THE PRESS is not called the Fourth Estate for nothing. It is called
the Fourth Estate because its great influence on public opinion can
make it a potent force for social change. Even the poet John Milton
went into journalism for a while, and figured significantly in the
installation of England's republican government led by Oliver Cromwell,
unfortunately a short-lived one.
The people tend to be guided, in their reaction to social and political
developments, by how the press reports on and analyzes these.
Like much of the world perhaps, the Philippines is prey to a mainstream
media that largely says everything is all right with the world even
as millions of people are dying in the villages and in the slums,
and asking themselves not why they are dying but why they had ever
lived.
But the Philippines can also boast of quite a long line of journalists
belonging to a distinct group that criticizes the status quo and works
with the people in their search for alternatives to it.
What may be called progressive media in the Philippines started to
take root in the Propaganda Movement of the late 1880s and early 1890s.
Counting among its leaders such illustrious names as Jose Rizal (who
would eventually be recognized as the Philippine national hero), Marcelo
del Pilar, and Graciano Lopez Jaena, the Propaganda Movement agitated
for reforms in the way the Philippines was being run by the Spanish
colonial government.
The Propaganda Movement did much of its work in Spain because it
was there where they had their democratic space, and agitating for
reforms was illegal in the Philippines. But it had a support network
that circulated and discussed its work clandestinely among the people.
The Propaganda Movement did not realize its goals of reform, but
the wave of nationalist thinking that it had helped to develop among
the people paved the way for the revolutionary movement called the
Katipunan, which called for armed revolution with the goal of separation
from Spain.
The Katipunan put out a paper called the Kalayaan, which was edited
and staffed by revolutionary leaders Andres Bonifacio, Emilio Jacinto,
and Pio Valenzuela. Though it managed to put out only one issue, Kalayaan
was instrumental in making the case for revolutionary struggle and
increasing the membership of the Katipunan, which would oust the Spanish
colonial regime in 1898.
When the Americans, who had previously played a small part in the
war against Spanish colonialism disguised as liberators, usurped the
Filipinos' hard-earned freedom, journalists like Apolinario Mabini
and Fidel Reyes helped a lot in sustaining the people's resistance.
The likes of poet-journalists Jose Corazon de Jesus and Amado Hernandez
were of considerable importance in the campaigns for independence
in the 1920s and 1930s.
During the Japanese occupation there were a number of underground
newspapers which proved valuable in providing information to the armed
resistance fighters. Particularly notable was the Free Philippines,
edited and staffed by members of the Civil Liberties Union like Lorenzo
Tañada and JBL Reyes.
After the granting of nominal independence in 1946 and in the midst
of the subsequent Cold War hysteria that affected the Philippines,
patriotic and pro-people journalists like Renato Constantino, Indalecio
Soliongco, and Armando Malay put up a streak of nationalist thought,
supporting Claro M. Recto's crusade for nationalist industrialization
and independent foreign policy.
The nationalist wave of thought they sustained would find full flowering
in the 1960s, filling up the streets with protesters.

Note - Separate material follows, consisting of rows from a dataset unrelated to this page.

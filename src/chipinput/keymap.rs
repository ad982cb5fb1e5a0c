//! Key bindings for the chip input.

use crate::key::{self, new_binding, with_help, with_keys, with_keys_str, Binding};
use crossterm::event::KeyCode;

/// Key bindings for the chip input.
#[derive(Debug, Clone)]
pub struct KeyMap {
    /// Turn the typed text into a chip.
    pub commit: Binding,
    /// Delete the character before the cursor, or the last chip when the
    /// entry is empty.
    pub delete_character_backward: Binding,
    /// Delete the character under the cursor.
    pub delete_character_forward: Binding,
    /// Move the cursor one character left.
    pub character_backward: Binding,
    /// Move the cursor one character right.
    pub character_forward: Binding,
    /// Move the cursor to the start of the entry.
    pub line_start: Binding,
    /// Move the cursor to the end of the entry.
    pub line_end: Binding,
    /// Select the previous chip.
    pub select_prev: Binding,
    /// Select the next chip.
    pub select_next: Binding,
    /// Activate the selected chip's delete affordance.
    pub delete_selected: Binding,
    /// Drop the chip selection.
    pub deselect: Binding,
}

/// The default bindings.
pub fn default_key_map() -> KeyMap {
    KeyMap {
        commit: new_binding(vec![with_keys_str(&["enter"]), with_help("enter", "add")]),
        delete_character_backward: new_binding(vec![
            with_keys_str(&["backspace", "ctrl+h"]),
            with_help("⌫", "delete"),
        ]),
        delete_character_forward: new_binding(vec![with_keys_str(&["delete", "ctrl+d"])]),
        character_backward: new_binding(vec![with_keys_str(&["left", "ctrl+b"])]),
        character_forward: new_binding(vec![with_keys_str(&["right", "ctrl+f"])]),
        line_start: new_binding(vec![with_keys_str(&["home", "ctrl+a"])]),
        line_end: new_binding(vec![with_keys_str(&["end", "ctrl+e"])]),
        select_prev: new_binding(vec![
            with_keys_str(&["shift+left", "alt+left"]),
            with_help("shift+←", "prev chip"),
        ]),
        select_next: new_binding(vec![
            with_keys_str(&["shift+right", "alt+right"]),
            with_help("shift+→", "next chip"),
        ]),
        delete_selected: new_binding(vec![
            with_keys_str(&["delete", "backspace", "ctrl+h", "x"]),
            with_help("del", "remove chip"),
        ]),
        deselect: new_binding(vec![
            with_keys(vec![KeyCode::Esc.into()]),
            with_help("esc", "back to input"),
        ]),
    }
}

impl Default for KeyMap {
    fn default() -> Self {
        default_key_map()
    }
}

impl key::KeyMap for KeyMap {
    fn short_help(&self) -> Vec<&Binding> {
        vec![
            &self.commit,
            &self.delete_character_backward,
            &self.select_prev,
            &self.select_next,
        ]
    }

    fn full_help(&self) -> Vec<Vec<&Binding>> {
        vec![
            vec![&self.commit, &self.delete_character_backward],
            vec![&self.select_prev, &self.select_next],
            vec![&self.delete_selected, &self.deselect],
        ]
    }
}
//! Chip rendering.
//!
//! Rendering is a pure projection of the chip list, the styles and the
//! current selection. Nothing here mutates the chip list: a chip's delete
//! affordance only produces a [`Cmd`] carrying a [`DeleteChipMsg`], and the
//! owning component decides what to do with it.

use super::style::Styles;
use super::types::{Chip, ChipKey, DeleteChipMsg};
use bubbletea_rs::{Cmd, Msg};
use lipgloss_extras::prelude::*;
use std::fmt;
use std::sync::Arc;

/// Default label of the delete affordance.
pub const DEFAULT_DELETE_LABEL: &str = "×";

/// Reports the deletion of one chip back to its chip input.
///
/// A trigger is bound to a single chip when the chip is rendered and is
/// handed to the delete-button factory.
#[derive(Debug, Clone, Copy, PartialEq, Eq)]
pub struct DeleteTrigger {
    id: u64,
    key: ChipKey,
}

impl DeleteTrigger {
    pub(crate) fn new(id: u64, key: ChipKey) -> Self {
        Self { id, key }
    }

    /// The chip this trigger deletes.
    pub fn key(&self) -> ChipKey {
        self.key
    }

    /// The message this trigger reports.
    pub fn msg(&self) -> DeleteChipMsg {
        DeleteChipMsg {
            id: self.id,
            key: self.key,
        }
    }

    /// A command resolving to [`Self::msg`].
    pub fn fire(&self) -> Cmd {
        let msg = self.msg();
        Box::pin(async move { Some(Box::new(msg) as Msg) })
    }
}

/// The delete affordance drawn next to a chip.
///
/// Build one from the [`DeleteTrigger`] passed to a [`DeleteButtonFn`]; the
/// trigger stays bound whatever label or style the caller picks.
///
/// ```rust
/// use bubbletea_chips::chipinput::{new, with_delete_button, with_initial_emails, DeleteButton};
///
/// let input = new(&[
///     with_initial_emails(&["a@x.com"]),
///     with_delete_button(|trigger| DeleteButton::new(trigger).with_label("[remove]")),
/// ])
/// .unwrap();
/// assert!(input.view().contains("[remove]"));
/// ```
#[derive(Clone)]
pub struct DeleteButton {
    label: String,
    style: Style,
    trigger: DeleteTrigger,
}

impl DeleteButton {
    /// A minimal button: [`DEFAULT_DELETE_LABEL`] with no styling.
    pub fn new(trigger: DeleteTrigger) -> Self {
        Self {
            label: DEFAULT_DELETE_LABEL.to_string(),
            style: Style::new(),
            trigger,
        }
    }

    /// Replaces the label.
    pub fn with_label(mut self, label: impl Into<String>) -> Self {
        self.label = label.into();
        self
    }

    /// Replaces the style.
    pub fn with_style(mut self, style: Style) -> Self {
        self.style = style;
        self
    }

    /// The label.
    pub fn label(&self) -> &str {
        &self.label
    }

    /// The bound trigger.
    pub fn trigger(&self) -> DeleteTrigger {
        self.trigger
    }

    /// Activates the button.
    pub fn activate(&self) -> Cmd {
        self.trigger.fire()
    }

    /// Renders the button.
    pub fn view(&self) -> String {
        self.style.clone().inline(true).render(&self.label)
    }
}

impl fmt::Debug for DeleteButton {
    fn fmt(&self, f: &mut fmt::Formatter<'_>) -> fmt::Result {
        f.debug_struct("DeleteButton")
            .field("label", &self.label)
            .field("trigger", &self.trigger)
            .finish()
    }
}

/// Builds the delete affordance for a chip.
pub type DeleteButtonFn = Arc<dyn Fn(DeleteTrigger) -> DeleteButton + Send + Sync>;

/// Everything a chip needs to be drawn.
pub struct RenderContext<'a> {
    /// Id of the owning chip input.
    pub id: u64,
    /// Styles to draw with.
    pub styles: &'a Styles,
    /// Custom delete affordance, if any.
    pub delete_button: Option<&'a DeleteButtonFn>,
}

impl RenderContext<'_> {
    /// The delete affordance for `key`.
    pub fn delete_button(&self, key: ChipKey) -> DeleteButton {
        let trigger = DeleteTrigger::new(self.id, key);
        match self.delete_button {
            Some(factory) => factory(trigger),
            None => DeleteButton::new(trigger).with_style(self.styles.delete_button.clone()),
        }
    }
}

/// Renders one chip.
///
/// Valid and invalid chips use `styles.chip` and `styles.invalid_chip`
/// respectively. A selected chip is bracketed with `styles.selected_chip`;
/// other chips are padded with spaces so selection never shifts the layout.
pub fn render_chip(chip: &Chip, selected: bool, ctx: &RenderContext<'_>) -> String {
    let body = chip_style(chip, ctx.styles);
    let (open, close) = if selected {
        (
            ctx.styles.selected_chip.clone().inline(true).render("["),
            ctx.styles.selected_chip.clone().inline(true).render("]"),
        )
    } else {
        (" ".to_string(), " ".to_string())
    };

    format!(
        "{}{} {}{}",
        open,
        body.clone().inline(true).render(&chip.email),
        ctx.delete_button(chip.key).view(),
        close
    )
}

/// The style a chip's address is drawn with.
pub fn chip_style<'a>(chip: &Chip, styles: &'a Styles) -> &'a Style {
    if chip.valid {
        &styles.chip
    } else {
        &styles.invalid_chip
    }
}

/// Renders every chip in display order.
pub fn render_chips(chips: &[Chip], selected: Option<usize>, ctx: &RenderContext<'_>) -> String {
    chips
        .iter()
        .enumerate()
        .map(|(i, chip)| render_chip(chip, selected == Some(i), ctx))
        .collect()
}

/// Memoized chip row.
///
/// The row is re-rendered only when the chip list revision or the selection
/// changes.
#[derive(Debug, Default)]
pub struct ChipsViewCache {
    key: Option<(u64, Option<usize>)>,
    view: String,
    renders: usize,
}

impl ChipsViewCache {
    /// Creates an empty cache.
    pub fn new() -> Self {
        Self::default()
    }

    /// Returns the cached row, calling `render` only on a miss.
    pub fn get_or_render(
        &mut self,
        revision: u64,
        selected: Option<usize>,
        render: impl FnOnce() -> String,
    ) -> String {
        let key = (revision, selected);
        if self.key != Some(key) {
            self.view = render();
            self.key = Some(key);
            self.renders += 1;
        }
        self.view.clone()
    }

    /// How many times the row has actually been rendered.
    pub fn renders(&self) -> usize {
        self.renders
    }

    /// Drops the cached row, e.g. after a style change.
    pub fn clear(&mut self) {
        self.key = None;
        self.view.clear();
    }
}

#[cfg(test)]
mod tests {
    use super::*;
    use lipgloss_extras::lipgloss::strip_ansi;

    fn chips() -> Vec<Chip> {
        vec![
            Chip::new("a@x.com".to_string(), true),
            Chip::new("bad".to_string(), false),
        ]
    }

    #[test]
    fn test_render_chips_plain_text() {
        let styles = Styles::default();
        let ctx = RenderContext {
            id: 1,
            styles: &styles,
            delete_button: None,
        };
        let out = strip_ansi(&render_chips(&chips(), None, &ctx));
        assert_eq!(out, " a@x.com ×  bad × ");
    }

    #[test]
    fn test_selected_chip_is_bracketed() {
        let styles = Styles::default();
        let ctx = RenderContext {
            id: 1,
            styles: &styles,
            delete_button: None,
        };
        let out = strip_ansi(&render_chips(&chips(), Some(1), &ctx));
        assert_eq!(out, " a@x.com × [bad ×]");
    }

    #[test]
    fn test_validity_picks_exactly_one_style() {
        let styles = Styles::default();
        let valid = Chip::new("same".to_string(), true);
        let invalid = Chip::new("same".to_string(), false);
        assert!(std::ptr::eq(chip_style(&valid, &styles), &styles.chip));
        assert!(std::ptr::eq(chip_style(&invalid, &styles), &styles.invalid_chip));
    }

    #[test]
    fn test_custom_delete_button_keeps_trigger() {
        let styles = Styles::default();
        let factory: DeleteButtonFn =
            Arc::new(|trigger| DeleteButton::new(trigger).with_label("(del)"));
        let ctx = RenderContext {
            id: 7,
            styles: &styles,
            delete_button: Some(&factory),
        };
        let chip = Chip::new("a@x.com".to_string(), true);

        let button = ctx.delete_button(chip.key);
        assert_eq!(button.label(), "(del)");
        assert_eq!(button.trigger().msg(), DeleteChipMsg { id: 7, key: chip.key });
        assert!(strip_ansi(&render_chip(&chip, false, &ctx)).contains("(del)"));
    }

    #[tokio::test]
    async fn test_activate_resolves_to_delete_msg() {
        let key = ChipKey::next();
        let button = DeleteButton::new(DeleteTrigger::new(3, key));
        let msg = button.activate().await.expect("delete message");
        let delete = msg.downcast_ref::<DeleteChipMsg>().expect("DeleteChipMsg");
        assert_eq!(*delete, DeleteChipMsg { id: 3, key });
    }

    #[test]
    fn test_cache_renders_once_per_revision() {
        let mut cache = ChipsViewCache::new();
        let a = cache.get_or_render(1, None, || "one".to_string());
        let b = cache.get_or_render(1, None, || unreachable!("cached"));
        assert_eq!(a, b);
        assert_eq!(cache.renders(), 1);

        cache.get_or_render(1, Some(0), || "sel".to_string());
        cache.get_or_render(2, Some(0), || "two".to_string());
        assert_eq!(cache.renders(), 3);

        cache.clear();
        assert_eq!(cache.get_or_render(2, Some(0), || "again".to_string()), "again");
    }
}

In 1972, President Ferdinand Marcos stemmed the growing tide of dissent
by declaring martial law.
In the early years of martial law, there were several underground
newspapers that reported what the government-controlled press could
not report. These did much in encouraging the people to engage in
anti-dictatorship resistance in a variety of means--both armed and
legal.
When Marcos was forced to do a paper lifting of martial law in 1981
because of the growing people's resistance, there arose an above-ground
alternative press that reported extensively on corruption and human
rights violations perpetrated by the government.
In the end, the progressive press was instrumental in the ouster
of the Marcos dictatorship.
In the post-Marcos years the progressive press continued to play
the role of social critic, continuing the campaigns for alternative
economic frameworks and social justice. It played a particularly important
part in the campaign to oust Joseph Estrada who became notorious for
his government's subservience to US neocolonial interests, corruption,
and inefficiency.
Under the regime of Gloria Macapagal-Arroyo the progressive press
has been important in campaigns against the US-led war of aggression
which the government wholeheartedly supports.
At particular junctures the progressive press in the Philippines
has made an impact on public consciousness strong enough to make even
the country's mainstream press tend toward alternative views at various
levels.
The record of the Philippine progressive press shows that journalists
can indeed be powerful catalysts for social change.
If journalists stayed away from the struggle for social change, the
world would be the same whether or not they existed, and it would
be as if they never existed at all. They have the responsibility to
take part in the fight for a better world.